22 feb 2011

A brief history

The first indications of the existence and everyday use among English and Spanish in the United States occur during the first half of the nineteenth century, following the occurrence of two nations, two cultures and at that time, two opponents.
With over thirty-five million Latinos, America is one of the largest Hispanic populations in the world. From the mixture of Spanish with English, and with origins dating back to 1848 when Mexico sold part of its territory to that country, was born on Spanglish.
The political instability that characterized Mexico's independent life after the war that freed him from the Spanish Crown (1810-1821) was capitalized by the U.S. expansionist interests in a time when the purchase and conquest was still resources for the acquisition of territory by the imperialist nations. The Treaty of Guadalupe Hidalgo decreed in 1848 the sale of half of Mexican territory, the present states of California, Arizona, Nevada and Utah and parts of Colorado, New Mexico and Wyoming, to end the American War. One hundred thousand Mexicans who left the north side of the new frontier suddenly became foreigners in their own land.
In this political and cultural rupture is followed by a series of events extending into the twentieth century, and which provide a passive presence of Spanish but ultimately live in this country. A broken Spanish force, dynamic, who had to mutate and adapt to their immediate universe a dimension that was written, read and spoken English. Here begins the merger.
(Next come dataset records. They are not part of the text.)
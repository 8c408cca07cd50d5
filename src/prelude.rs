//! Storefront prelude.
//!
//! Convenience exports for common library consumers.

pub use crate::{
    discounts::DiscountError,
    fixtures::{Fixture, FixtureError},
    products::{Product, ProductError, ProductKey},
    promotions::{
        Promotion, PromotionError, PromotionKind, positional_discount::PositionalDiscount,
    },
    receipt::{Receipt, ReceiptError, ReceiptLine},
    store::{OrderLine, Store, StoreError},
};
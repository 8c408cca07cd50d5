//! Store
//!
//! An ordered collection of products plus the order flow that sells them.
//!
//! Orders are processed line by line and are **fail-fast without rollback**:
//! the first line that can't be bought aborts the rest of the order, and any
//! stock already taken by earlier lines stays taken. Callers that need
//! all-or-nothing behaviour must check every line (see
//! [`Product::check_available`] and [`Product::quote`]) before ordering.

use rusty_money::{Money, MoneyError, iso::Currency};
use slotmap::SlotMap;
use smallvec::SmallVec;
use thiserror::Error;
use tracing::{Span, debug, warn};

use crate::{
    products::{Product, ProductError, ProductKey},
    receipt::{Receipt, ReceiptLine},
};

/// Errors raised by store membership changes and orders.
#[derive(Debug, Error, PartialEq)]
pub enum StoreError {
    /// The product key isn't a member of the store.
    #[error("product {0:?} is not in the store")]
    NotFound(ProductKey),

    /// A product's currency differs from the store currency (product currency, store currency).
    #[error("product has currency {0}, but store has currency {1}")]
    CurrencyMismatch(&'static str, &'static str),

    /// An order line failed; earlier lines remain committed.
    #[error("order line {index} failed: {source}")]
    Line {
        /// Position of the failing line in the order
        index: usize,
        /// Product the line referred to
        product: ProductKey,
        /// Why the purchase failed
        #[source]
        source: ProductError,
    },

    /// Wrapped money arithmetic or currency mismatch error.
    #[error(transparent)]
    Money(#[from] MoneyError),
}

/// One requested line of an order.
#[derive(Debug, Clone, Copy, PartialEq, Eq)]
pub struct OrderLine {
    /// Product to buy
    pub product: ProductKey,

    /// Units to buy
    pub quantity: u32,
}

impl OrderLine {
    /// Create a new order line.
    pub fn new(product: ProductKey, quantity: u32) -> Self {
        Self { product, quantity }
    }
}

impl From<(ProductKey, u32)> for OrderLine {
    fn from((product, quantity): (ProductKey, u32)) -> Self {
        Self::new(product, quantity)
    }
}

/// Store
#[derive(Debug)]
pub struct Store<'a> {
    products: SlotMap<ProductKey, Product<'a>>,
    shelf: Vec<ProductKey>,
    currency: &'static Currency,
}

impl<'a> Store<'a> {
    /// Create an empty store trading in `currency`.
    pub fn new(currency: &'static Currency) -> Self {
        Store {
            products: SlotMap::with_key(),
            shelf: Vec::new(),
            currency,
        }
    }

    /// Create a store stocked with `products`, keeping their order.
    ///
    /// # Errors
    ///
    /// Returns [`StoreError::CurrencyMismatch`] if any product is priced in
    /// another currency.
    pub fn with_products(
        products: impl IntoIterator<Item = Product<'a>>,
        currency: &'static Currency,
    ) -> Result<Self, StoreError> {
        let mut store = Store::new(currency);

        for product in products {
            store.add(product)?;
        }

        Ok(store)
    }

    /// Add a product to the end of the shelf, returning its key.
    ///
    /// # Errors
    ///
    /// Returns [`StoreError::CurrencyMismatch`] if the product is priced in
    /// another currency.
    pub fn add(&mut self, product: Product<'a>) -> Result<ProductKey, StoreError> {
        let product_currency = product.price().currency();

        if product_currency != self.currency {
            return Err(StoreError::CurrencyMismatch(
                product_currency.iso_alpha_code,
                self.currency.iso_alpha_code,
            ));
        }

        let key = self.products.insert(product);
        self.shelf.push(key);

        Ok(key)
    }

    /// Remove a product, handing it back to the caller.
    ///
    /// # Errors
    ///
    /// Returns [`StoreError::NotFound`] if the key isn't a member.
    pub fn remove(&mut self, key: ProductKey) -> Result<Product<'a>, StoreError> {
        let product = self.products.remove(key).ok_or(StoreError::NotFound(key))?;

        self.shelf.retain(|&shelved| shelved != key);

        Ok(product)
    }

    /// Look up a product.
    pub fn get(&self, key: ProductKey) -> Option<&Product<'a>> {
        self.products.get(key)
    }

    /// Look up a product for modification (restocking, promotions).
    pub fn get_mut(&mut self, key: ProductKey) -> Option<&mut Product<'a>> {
        self.products.get_mut(key)
    }

    /// Whether `key` is a member of the store.
    pub fn contains(&self, key: ProductKey) -> bool {
        self.products.contains_key(key)
    }

    /// Number of products, active or not.
    pub fn len(&self) -> usize {
        self.shelf.len()
    }

    /// Whether the store has no products.
    pub fn is_empty(&self) -> bool {
        self.shelf.is_empty()
    }

    /// The store currency.
    pub fn currency(&self) -> &'static Currency {
        self.currency
    }

    /// All products in shelf order, active or not.
    pub fn iter(&self) -> impl Iterator<Item = (ProductKey, &Product<'a>)> + '_ {
        self.shelf
            .iter()
            .filter_map(|&key| self.products.get(key).map(|product| (key, product)))
    }

    /// Active products in shelf order.
    ///
    /// The iterator is lazy and re-evaluated on every call, so it always
    /// reflects the current stock.
    pub fn active_products(&self) -> impl Iterator<Item = (ProductKey, &Product<'a>)> + '_ {
        self.iter().filter(|(_, product)| product.is_active())
    }

    /// Sum of stock across every product, including inactive ones.
    pub fn total_quantity(&self) -> u64 {
        self.products
            .values()
            .map(|product| u64::from(product.quantity()))
            .sum()
    }

    /// Process an order and return its total price.
    ///
    /// See [`Store::checkout`] for the line-by-line semantics.
    ///
    /// # Errors
    ///
    /// Returns the first line failure; earlier lines stay committed.
    pub fn order<I, L>(&mut self, lines: I) -> Result<Money<'a, Currency>, StoreError>
    where
        I: IntoIterator<Item = L>,
        L: Into<OrderLine>,
    {
        self.checkout(lines).map(|receipt| Receipt::total(&receipt))
    }

    /// Process an order and return an itemised receipt.
    ///
    /// Lines are bought in sequence. The first failure stops the order and is
    /// returned; stock taken by the lines before it is **not** restored. Every
    /// call starts from an empty total.
    ///
    /// # Errors
    ///
    /// - [`StoreError::NotFound`]: a line refers to a product that isn't in the store.
    /// - [`StoreError::Line`]: a line couldn't be bought.
    /// - [`StoreError::Money`]: the running total couldn't be updated.
    #[tracing::instrument(
        name = "store.checkout",
        skip_all,
        fields(
            line_count = tracing::field::Empty,
            total_minor = tracing::field::Empty
        )
    )]
    pub fn checkout<I, L>(&mut self, lines: I) -> Result<Receipt<'a>, StoreError>
    where
        I: IntoIterator<Item = L>,
        L: Into<OrderLine>,
    {
        let mut receipt_lines: SmallVec<[ReceiptLine<'a>; 10]> = SmallVec::new();
        let mut subtotal = Money::from_minor(0, self.currency);
        let mut total = Money::from_minor(0, self.currency);

        for (index, line) in lines.into_iter().map(Into::into).enumerate() {
            let receipt_line = self
                .buy_line(index, line)
                .inspect_err(|err| log_aborted_order(index, err))?;

            subtotal = subtotal.add(receipt_line.base_price())?;
            total = total.add(receipt_line.final_price())?;

            receipt_lines.push(receipt_line);
        }

        let span = Span::current();
        span.record("line_count", receipt_lines.len());
        span.record("total_minor", total.to_minor_units());

        debug!(
            line_count = receipt_lines.len(),
            total_minor = total.to_minor_units(),
            "order completed"
        );

        Ok(Receipt::new(receipt_lines, subtotal, total, self.currency))
    }

    fn buy_line(&mut self, index: usize, line: OrderLine) -> Result<ReceiptLine<'a>, StoreError> {
        let product = self
            .products
            .get_mut(line.product)
            .ok_or(StoreError::NotFound(line.product))?;

        let line_error = |source| StoreError::Line {
            index,
            product: line.product,
            source,
        };

        product.check_available(line.quantity).map_err(line_error)?;

        let base_price = product.subtotal(line.quantity).map_err(line_error)?;
        let final_price = product.buy(line.quantity).map_err(line_error)?;

        Ok(ReceiptLine::new(
            line.product,
            product.name().to_string(),
            line.quantity,
            product.price(),
            base_price,
            final_price,
            product
                .promotion()
                .map(|promotion| promotion.name().to_string()),
        ))
    }
}

fn log_aborted_order(index: usize, err: &StoreError) {
    if index > 0 {
        warn!(
            failed_line = index,
            committed_lines = index,
            error = %err,
            "order aborted; earlier lines remain committed"
        );
    } else {
        debug!(error = %err, "order rejected at first line");
    }
}
//! Promotion Fixtures

use rust_decimal::Decimal;
use rustc_hash::FxHashMap;
use serde::Deserialize;
use smallvec::SmallVec;

use crate::{fixtures::FixtureError, promotions::Promotion};

/// Wrapper for promotions in YAML
#[derive(Debug, Deserialize)]
pub struct PromotionsFixture {
    /// Map of promotion key -> promotion fixture
    pub promotions: FxHashMap<String, PromotionFixture>,
}

/// Promotion fixture from YAML
#[derive(Debug, Deserialize)]
#[serde(tag = "type", rename_all = "snake_case")]
pub enum PromotionFixture {
    /// Second unit of every pair half price
    SecondHalfPrice {
        /// Promotion name
        name: String,
    },

    /// Every third unit free
    BuyTwoGetOneFree {
        /// Promotion name
        name: String,
    },

    /// Percentage off every unit
    PercentageOff {
        /// Promotion name
        name: String,

        /// Rate, either "30%" or "0.3"
        rate: String,
    },

    /// X-for-Y bundle discount
    Positional {
        /// Promotion name
        name: String,

        /// Units per bundle
        size: u16,

        /// Zero-based discounted positions within each bundle
        positions: Vec<u16>,

        /// Discount at each position, either "50%" or "0.5"
        discount: String,
    },
}

impl TryFrom<PromotionFixture> for Promotion {
    type Error = FixtureError;

    fn try_from(fixture: PromotionFixture) -> Result<Self, Self::Error> {
        let promotion = match fixture {
            PromotionFixture::SecondHalfPrice { name } => Promotion::second_half_price(name),
            PromotionFixture::BuyTwoGetOneFree { name } => Promotion::buy_two_get_one_free(name),
            PromotionFixture::PercentageOff { name, rate } => {
                Promotion::percentage_off(name, parse_percentage(&rate)?)?
            }
            PromotionFixture::Positional {
                name,
                size,
                positions,
                discount,
            } => Promotion::positional(
                name,
                size,
                SmallVec::from_vec(positions),
                parse_percentage(&discount)?,
            )?,
        };

        Ok(promotion)
    }
}

/// Parse percentage string (e.g., "15%" or "0.15") into percent points (15)
///
/// Accepts two formats:
/// - Percentage format: "15%" for 15%
/// - Decimal format: "0.15" for 15%
///
/// # Errors
///
/// Returns an error if the string cannot be parsed.
pub fn parse_percentage(s: &str) -> Result<Decimal, FixtureError> {
    let trimmed = s.trim();

    if let Some(percent_str) = trimmed.strip_suffix('%') {
        percent_str
            .trim()
            .parse::<Decimal>()
            .map_err(|_err| FixtureError::InvalidPercentage(s.to_string()))
    } else {
        trimmed
            .parse::<Decimal>()
            .ok()
            .and_then(|fraction| fraction.checked_mul(Decimal::ONE_HUNDRED))
            .ok_or_else(|| FixtureError::InvalidPercentage(s.to_string()))
    }
}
In this flow of historical events that allowed the Spanish to stay here, includes the continued migration of peasants after the ravages of the Mexican Revolution (1910) are forced to move to agricultural activities in U.S. fields (1920). Years later, due to demand for labor by American involvement in World War II, this flow is formalized between the two governments to the agreement Bracero5 Program (1942-1964) In this same period of the twentieth century, the sons of peasants who came to the harvest season and had chosen to stay on this side, gave birth to the first generation of Mexican Americans. Thus arose the Chicano culture becomes more important where the linguistic code switching and mixing terms between the Spanish and English.